# Introduction

The Leave-One-Out Cross-Validation, or LOOCV, procedure is used to estimate the performance of machine learning algorithms when they are used to make predictions on data not used to train the model.

It is a computationally expensive procedure to perform, although it results in a reliable and unbiased estimate of model performance. Although simple to use and no configuration to specify, there are times when the procedure should not be used, such as when you have a very large dataset or a computationally expensive model to evaluate.

## Objective

- The leave-one-out cross-validation procedure is appropriate when you have a small dataset or when an accurate estimate of model performance is more important than the computational cost of the method.


- How to use the scikit-learn machine learning library to perform the leave-one-out cross-validation procedure.


- How to evaluate machine learning algorithms for classification and regression using leave-one-out cross-validation.

Leave-one-out cross-validation, or LOOCV, is a configuration of k-fold cross-validation where k is set to the number of examples in the dataset.

LOOCV is an extreme version of k-fold cross-validation that has the maximum computational cost. It requires one model to be created and evaluated for each example in the training dataset.

The benefit of so many fit and evaluated models is a more robust estimate of model performance as each row of data is given an opportunity to represent the entirety of the test dataset.

Given the computational cost, LOOCV is not appropriate for very large datasets such as more than tens or hundreds of thousands of examples, or for models that are costly to fit, such as neural networks.

Given the improved estimate of model performance, LOOCV is appropriate when an accurate estimate of model performance is critical. This particularly case when the dataset is small, such as less than thousands of examples, can lead to model overfitting during training and biased estimates of model performance.

Further, given that no sampling of the training dataset is used, this estimation procedure is deterministic, unlike train-test splits and other k-fold cross-validation confirmations that provide a stochastic estimate of model performance.

Once models have been evaluated using LOOCV and a final model and configuration chosen, a final model is then fit on all available data and used to make predictions on new data.

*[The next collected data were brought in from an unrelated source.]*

//! Results panel component
//!
//! One row per repository: name, stars, forks. Owns its scroll position and
//! selection; the result items themselves live in the search session and are
//! passed in at render time.
//!
//! App turns a handled key into a scroll-bottom check built from
//! [`ResultsPanel::metrics`] when the view moved or was pushed past its end.

use super::formatters::{format_compact_number, format_number, truncate_to_width};
use super::scrollbar::{render_scrollbar, ScrollbarStyle};
use crate::search::{ResultItem, ScrollMetrics};
use crate::tui::layout::Breakpoint;
use crate::tui::scroll::ScrollState;
use crate::tui::traits::{
    Component, ComponentId, Handled, Interactive, RenderContext, Scrollable, Selectable,
};
use crossterm::event::{KeyCode, KeyEvent};
use ratatui::{
    layout::{Alignment, Rect},
    style::{Modifier, Style},
    text::{Line, Span},
    widgets::{Block, Borders, List, ListItem, Paragraph},
    Frame,
};
use unicode_width::UnicodeWidthStr;

/// What to show when there are no rows
#[derive(Debug, Clone, Copy, PartialEq, Eq)]
pub enum EmptyHint {
    /// Nothing typed yet
    NoQuery,
    /// Query typed, waiting for the first page
    Searching,
    /// Query answered with zero items
    NoResults,
}

pub struct ResultsPanel {
    scroll: ScrollState,

    /// Highlighted row (None until the user navigates)
    pub selected: Option<usize>,

    /// Item count as of the last sync
    item_count: usize,
}

impl ResultsPanel {
    pub fn new() -> Self {
        Self {
            scroll: ScrollState::manual(),
            selected: None,
            item_count: 0,
        }
    }

    /// Sync with the current result list and viewport (call each frame)
    pub fn sync(&mut self, item_count: usize, viewport_height: usize) {
        self.item_count = item_count;
        self.scroll.update_dimensions(item_count, viewport_height);

        if let Some(idx) = self.selected {
            if idx >= item_count {
                self.selected = item_count.checked_sub(1);
            }
        }
    }

    /// The list was replaced: back to the top, no selection
    pub fn reset(&mut self) {
        self.selected = None;
        self.item_count = 0;
        self.scroll.reset();
    }

    /// Position for the scroll-bottom predicate
    pub fn metrics(&self) -> ScrollMetrics {
        self.scroll.metrics()
    }

    /// Whether the view sits at its last offset (always true for a short list)
    pub fn view_at_end(&self) -> bool {
        self.scroll.at_bottom()
    }

    /// Render rows, or a hint when the list is empty
    pub fn render_with_items(
        &self,
        f: &mut Frame,
        area: Rect,
        items: &[ResultItem],
        empty: EmptyHint,
        ctx: &RenderContext,
    ) {
        let theme = ctx.theme;
        let focused = self.is_focused(ctx);

        let title = if items.is_empty() {
            " Repositories ".to_string()
        } else {
            format!(" Repositories ({}) ", items.len())
        };

        let block = Block::default()
            .borders(Borders::ALL)
            .border_type(theme.border_type)
            .border_style(Style::default().fg(if focused {
                theme.panel_results
            } else {
                theme.border
            }))
            .title(title);

        if items.is_empty() {
            let hint = match empty {
                EmptyHint::NoQuery => "Type to search repositories",
                EmptyHint::Searching => "Searching…",
                EmptyHint::NoResults => "No repositories found",
            };
            let paragraph = Paragraph::new(hint)
                .alignment(Alignment::Center)
                .style(Style::default().fg(theme.muted))
                .block(block);
            f.render_widget(paragraph, area);
            return;
        }

        // Borders plus one column for the scrollbar
        let row_width = area.width.saturating_sub(3) as usize;
        let compact = !Breakpoint::from_width(area.width).at_least(Breakpoint::Normal);

        let (start, end) = self.scroll.visible_range();
        let rows: Vec<ListItem> = items[start..end]
            .iter()
            .enumerate()
            .map(|(i, item)| {
                let line = result_line(item, row_width, compact, ctx);
                if focused && self.selected == Some(start + i) {
                    ListItem::new(line).style(
                        Style::default()
                            .fg(theme.selection_fg)
                            .bg(theme.selection)
                            .add_modifier(Modifier::BOLD),
                    )
                } else {
                    ListItem::new(line)
                }
            })
            .collect();

        f.render_widget(List::new(rows).block(block), area);
        render_scrollbar(f, area, &self.scroll, ScrollbarStyle::Arrows);
    }
}

impl Default for ResultsPanel {
    fn default() -> Self {
        Self::new()
    }
}

/// `full_name ★ watchers ⑂ forks`, name truncated to fit the row
fn result_line(item: &ResultItem, width: usize, compact: bool, ctx: &RenderContext) -> Line<'static> {
    let theme = ctx.theme;
    let fmt: fn(u64) -> String = if compact {
        format_compact_number
    } else {
        format_number
    };
    let stars = format!("★ {}", fmt(item.watchers));
    let forks = format!("⑂ {}", fmt(item.forks));

    // " name  ★ n  ⑂ n"
    let stats_width = stars.width() + forks.width() + 4;
    let name_width = width.saturating_sub(stats_width + 1);
    let name = truncate_to_width(&item.full_name, name_width);
    let gap = width
        .saturating_sub(1 + name.width() + stats_width)
        .max(1);

    Line::from(vec![
        Span::raw(" "),
        Span::styled(name, Style::default().fg(theme.repo_name)),
        Span::raw(" ".repeat(gap)),
        Span::styled(stars, Style::default().fg(theme.stars)),
        Span::raw("  "),
        Span::styled(forks, Style::default().fg(theme.forks)),
    ])
}

impl Component for ResultsPanel {
    fn id(&self) -> ComponentId {
        ComponentId::Results
    }
}

impl Scrollable for ResultsPanel {
    fn scroll_state(&self) -> &ScrollState {
        &self.scroll
    }

    fn scroll_state_mut(&mut self) -> &mut ScrollState {
        &mut self.scroll
    }
}

impl Selectable for ResultsPanel {
    fn selected_index(&self) -> Option<usize> {
        self.selected
    }

    fn select(&mut self, index: usize) {
        self.selected = Some(index.min(self.item_count.saturating_sub(1)));
    }

    fn item_count(&self) -> usize {
        self.item_count
    }
}

impl Interactive for ResultsPanel {
    fn handle_key(&mut self, key: KeyEvent) -> Handled {
        match key.code {
            KeyCode::Up => self.select_previous(),
            KeyCode::Down => self.select_next(),
            KeyCode::PageUp => self.select_page_up(),
            KeyCode::PageDown => self.select_page_down(),
            KeyCode::Home => self.select_first(),
            KeyCode::End => self.select_last(),
            _ => return Handled::No,
        }
        Handled::Yes
    }

    fn focus_hint(&self) -> Option<&'static str> {
        Some("↑↓:select  Enter:open  ^Y:copy url")
    }
}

# LOOCV on Regression Problem


In [8]:
# loocv evaluate random forest on the housing dataset
from numpy import mean
from numpy import std
from numpy import absolute
from pandas import read_csv
from sklearn.model_selection import LeaveOneOut
from sklearn.model_selection import cross_val_score
from sklearn.ensemble import RandomForestRegressor


In [9]:
# load dataset
url = 'https://raw.githubusercontent.com/jbrownlee/Datasets/master/housing.csv'
dataframe = read_csv(url, header=None)
data = dataframe.values

In [12]:
# split into inputs and outputs
X, y = data[:, :-1], data[:, -1]
print(X.shape, y.shape)

(506, 13) (506,)


In [13]:
# create loocv procedure
cv = LeaveOneOut()

In [14]:
# create model
model = RandomForestRegressor(random_state=1)

In [15]:
# evaluate model
scores = cross_val_score(model, X, y, scoring='neg_mean_absolute_error', cv=cv, n_jobs=-1)

In [16]:
# force positive
scores = absolute(scores)
# report performance
print('MAE: %.3f (%.3f)' % (mean(scores), std(scores)))

MAE: 2.182 (2.338)


# LOOCV in Classification Problem

In [17]:
# loocv evaluate random forest on the sonar dataset
from numpy import mean
from numpy import std
from pandas import read_csv
from sklearn.model_selection import LeaveOneOut
from sklearn.model_selection import cross_val_score
from sklearn.ensemble import RandomForestClassifier
# load dataset
url = 'https://raw.githubusercontent.com/jbrownlee/Datasets/master/sonar.csv'
dataframe = read_csv(url, header=None)
data = dataframe.values
# split into inputs and outputs
X, y = data[:, :-1], data[:, -1]
print(X.shape, y.shape)
# create loocv procedure
cv = LeaveOneOut()
# create model
model = RandomForestClassifier(random_state=1)
# evaluate model
scores = cross_val_score(model, X, y, scoring='accuracy', cv=cv, n_jobs=-1)
# report performance
print('Accuracy: %.3f (%.3f)' % (mean(scores), std(scores)))

(208, 60) (208,)
Accuracy: 0.822 (0.382)